Employers and unions are gearing up for a significant increase in bargaining activity this year. Thousands of enterprise bargaining agreements struck in the 12 months before the former Howard government’s WorkChoices laws came into effect in March 2006 start to expire this year.
As the Rudd Government phases out Australian Workplace Agreements, more employers are expected to introduce non-union enterprise bargaining agreements.
Employers will have to cope with legal changes, including the transitional legislation due to be introduced in February. Australian Industrial Relations Commission president, Geoffrey Giudice, is reported in The Australian Financial Review as saying that he expected a significant increase in bargaining activity in 2008.

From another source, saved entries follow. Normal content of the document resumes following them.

//! Four degree-of-freedom poses: X, Y, Z plus rotation about Z.

use std::fmt;
use std::ops::{Add, Sub};

use schemars::JsonSchema;
use serde::{Deserialize, Serialize};

use crate::length::{Length, LengthUnit};

/// A position plus rotation in some (implied) coordinate frame.
///
/// `x`, `y` and `z` are expressed in `units`; `rotation` is in degrees.
/// Binary operations convert the right-hand side into the left-hand side's
/// units first.
#[derive(Debug, Clone, Copy, PartialEq, Default, Serialize, Deserialize, JsonSchema)]
pub struct Location {
    #[serde(default)]
    pub units: LengthUnit,
    #[serde(default)]
    pub x: f64,
    #[serde(default)]
    pub y: f64,
    #[serde(default)]
    pub z: f64,
    #[serde(default)]
    pub rotation: f64,
}

impl Location {
    pub fn new(units: LengthUnit, x: f64, y: f64, z: f64, rotation: f64) -> Self {
        Self {
            units,
            x,
            y,
            z,
            rotation,
        }
    }

    /// Shorthand for a location in millimeters.
    pub fn mm(x: f64, y: f64, z: f64, rotation: f64) -> Self {
        Self::new(LengthUnit::Millimeters, x, y, z, rotation)
    }

    pub fn length_x(&self) -> Length {
        Length::new(self.x, self.units)
    }

    pub fn length_y(&self) -> Length {
        Length::new(self.y, self.units)
    }

    pub fn length_z(&self) -> Length {
        Length::new(self.z, self.units)
    }

    pub fn convert_to_units(self, units: LengthUnit) -> Self {
        if self.units == units {
            return self;
        }
        Self::new(
            units,
            self.length_x().convert_to_units(units).value(),
            self.length_y().convert_to_units(units).value(),
            self.length_z().convert_to_units(units).value(),
            self.rotation,
        )
    }

    /// Replace individual components, keeping the rest.
    pub fn derive(
        self,
        x: Option<f64>,
        y: Option<f64>,
        z: Option<f64>,
        rotation: Option<f64>,
    ) -> Self {
        Self::new(
            self.units,
            x.unwrap_or(self.x),
            y.unwrap_or(self.y),
            z.unwrap_or(self.z),
            rotation.unwrap_or(self.rotation),
        )
    }

    /// Rotate the X/Y components counter-clockwise by `degrees` about the
    /// origin.  The rotation component is advanced by the same angle.
    pub fn rotate_xy(self, degrees: f64) -> Self {
        let (sin, cos) = degrees.to_radians().sin_cos();
        Self::new(
            self.units,
            self.x * cos - self.y * sin,
            self.x * sin + self.y * cos,
            self.z,
            self.rotation + degrees,
        )
    }

    /// Straight-line XYZ distance to `other`, in `self`'s units.
    pub fn linear_length_to(&self, other: &Location) -> Length {
        let other = other.convert_to_units(self.units);
        let dx = self.x - other.x;
        let dy = self.y - other.y;
        let dz = self.z - other.z;
        Length::new((dx * dx + dy * dy + dz * dz).sqrt(), self.units)
    }
}

impl Add for Location {
    type Output = Location;

    fn add(self, rhs: Location) -> Location {
        let rhs = rhs.convert_to_units(self.units);
        Location::new(
            self.units,
            self.x + rhs.x,
            self.y + rhs.y,
            self.z + rhs.z,
            self.rotation + rhs.rotation,
        )
    }
}

impl Sub for Location {
    type Output = Location;

    fn sub(self, rhs: Location) -> Location {
        let rhs = rhs.convert_to_units(self.units);
        Location::new(
            self.units,
            self.x - rhs.x,
            self.y - rhs.y,
            self.z - rhs.z,
            self.rotation - rhs.rotation,
        )
    }
}

impl fmt::Display for Location {
    fn fmt(&self, f: &mut fmt::Formatter<'_>) -> fmt::Result {
        write!(
            f,
            "({:.3}, {:.3}, {:.3}, {:.3}) {}",
            self.x, self.y, self.z, self.rotation, self.units
        )
    }
}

The Rudd Government has also indicated that new laws covering collective bargaining could come into force by the end of the year.
The Australian Chamber of Commerce and Industry’s acting chief executive Peter Hendy reminds employers to proactively seek workplace changes that will improve productivity so that the collective bargaining rounds are not just driven by union agendas.
Meanwhile, with employers calling for greater flexibility, the Construction Forestry Mining and Energy Union has declared the 36 hour week and 26 fixed rostered days off a year as non-negotiable.
The assistant Victorian secretary of the CFMEU’s construction division, Bill Oliver, says the union has yet to formulate a full negotiating position, but would take a hard line on the working calendar. He says with the amount of work coming on board in Victoria, no one wants industrial problems.